Like most recorderships it was not a Crown appointment: the recorder was elected by a free vote of the town corporation. Many recorders were therefore from local Carrickfergus families, including three generations of the Lyndon family who held the office continuously between 1641 and 1727. Outsiders to the town who were elected recorder, like Sir Thomas Hibbotts (MP for Carrickfergus in the Irish Parliament of 1613–15, and later Chancellor of the Exchequer) usually had a strong local connection, such as representing Carrickfergus in the Irish House of Commons.
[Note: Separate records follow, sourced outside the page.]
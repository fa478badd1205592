//! The lowered form that the interpreter runs.
//!
//! Expressions live in an arena owned by [`Body`]; statements own their
//! nested blocks directly.

use la_arena::{Arena, Idx};

pub type Expr = Idx<ExprData>;

#[derive(Debug, Clone, PartialEq)]
pub enum Constant {
    None,
    Bool(bool),
    Int(i64),
    Float(f64),
    Str(Box<str>),
    Bytes(Box<[u8]>),
}

#[derive(Debug, Clone, Copy, PartialEq, Eq)]
pub enum UnaryOp {
    Plus,
    Minus,
    Invert,
    Not,
}

#[derive(Debug, Clone, Copy, PartialEq, Eq)]
pub enum BinaryOp {
    Add,
    Sub,
    Mul,
    Div,
    FloorDiv,
    Mod,
    Pow,
    LShift,
    RShift,
    BitOr,
    BitXor,
    BitAnd,
}

impl BinaryOp {
    pub fn symbol(self) -> &'static str {
        match self {
            BinaryOp::Add => "+",
            BinaryOp::Sub => "-",
            BinaryOp::Mul => "*",
            BinaryOp::Div => "/",
            BinaryOp::FloorDiv => "//",
            BinaryOp::Mod => "%",
            BinaryOp::Pow => "**",
            BinaryOp::LShift => "<<",
            BinaryOp::RShift => ">>",
            BinaryOp::BitOr => "|",
            BinaryOp::BitXor => "^",
            BinaryOp::BitAnd => "&",
        }
    }
}

#[derive(Debug, Clone, Copy, PartialEq, Eq)]
pub enum CompareOp {
    Lt,
    Gt,
    Eq,
    GtE,
    LtE,
    NotEq,
    In,
    NotIn,
    Is,
    IsNot,
}

#[derive(Debug, Clone, Copy, PartialEq, Eq)]
pub enum BoolOp {
    And,
    Or,
}

#[derive(Debug, Clone, Copy, PartialEq, Eq)]
pub enum ComprehensionKind {
    List,
    Set,
    Dict,
    Generator,
}

#[derive(Debug, Clone, PartialEq)]
pub enum Subscript {
    Index(Expr),
    Slice { lower: Option<Expr>, upper: Option<Expr>, step: Option<Expr> },
}

/// One `for ... in ... if ...` clause of a comprehension.
#[derive(Debug, Clone, PartialEq)]
pub struct Generator {
    pub target: Target,
    pub iter: Expr,
    pub conditions: Vec<Expr>,
}

#[derive(Debug, Clone, PartialEq)]
pub enum ExprData {
    Const(Constant),
    Name(Box<str>),
    Unary(UnaryOp, Expr),
    Binary(Expr, BinaryOp, Expr),
    Compare(Expr, Vec<(CompareOp, Expr)>),
    Bool(BoolOp, Vec<Expr>),
    IfElse { test: Expr, body: Expr, orelse: Expr },
    Tuple(Vec<Expr>),
    List(Vec<Expr>),
    Set(Vec<Expr>),
    Dict(Vec<(Expr, Expr)>),
    /// `element` is the key for dict comprehensions, `value` its value.
    Comprehension {
        kind: ComprehensionKind,
        element: Expr,
        value: Option<Expr>,
        generators: Vec<Generator>,
    },
    Subscript(Expr, Subscript),
    Call(Expr, Vec<Expr>),
}

#[derive(Debug, Clone, PartialEq)]
pub enum Target {
    Name(Box<str>),
    Subscript(Expr, Subscript),
    Sequence(Vec<Target>),
}

#[derive(Debug, Clone, PartialEq)]
pub enum Stmt {
    Expr(Expr),
    Assign { targets: Vec<Target>, value: Expr },
    AugAssign { target: Target, op: BinaryOp, value: Expr },
    Delete(Vec<Target>),
    Pass,
    /// `if` and `elif` arms in source order.
    If { branches: Vec<(Expr, Vec<Stmt>)>, orelse: Vec<Stmt> },
    While { test: Expr, body: Vec<Stmt>, orelse: Vec<Stmt> },
    For { target: Target, iter: Expr, body: Vec<Stmt>, orelse: Vec<Stmt> },
    Break,
    Continue,
    Assert { test: Expr, message: Option<Expr> },
}

#[derive(Debug, Clone, PartialEq)]
pub enum Entry {
    Expression(Expr),
    Module(Vec<Stmt>),
}

/// A lowered tree: the expression arena plus what to run.
#[derive(Debug, Clone, PartialEq)]
pub struct Body {
    pub exprs: Arena<ExprData>,
    pub entry: Entry,
}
The office was badly paid: originally fixed at £20 a year in 1593, the salary was later reduced to £10, and despite frequent requests, the corporation did not agree to
increase it until 1820. Even then no precise sum was fixed: the corporation merely agreed to pay the expenses of Mr. Dobbs, the recorder, for attending the Quarter Sessions, until such time as they were able to agree a fixed sum. As noted there were originally some small perquisites, but these had lapsed long before 1820. For this reason several recorders, including Sir John Lyndon, Sir William Sambach and Barry Yelverton, 1st Viscount Avonmore lobbied hard for appointment to additional office as a Law Officer or judge.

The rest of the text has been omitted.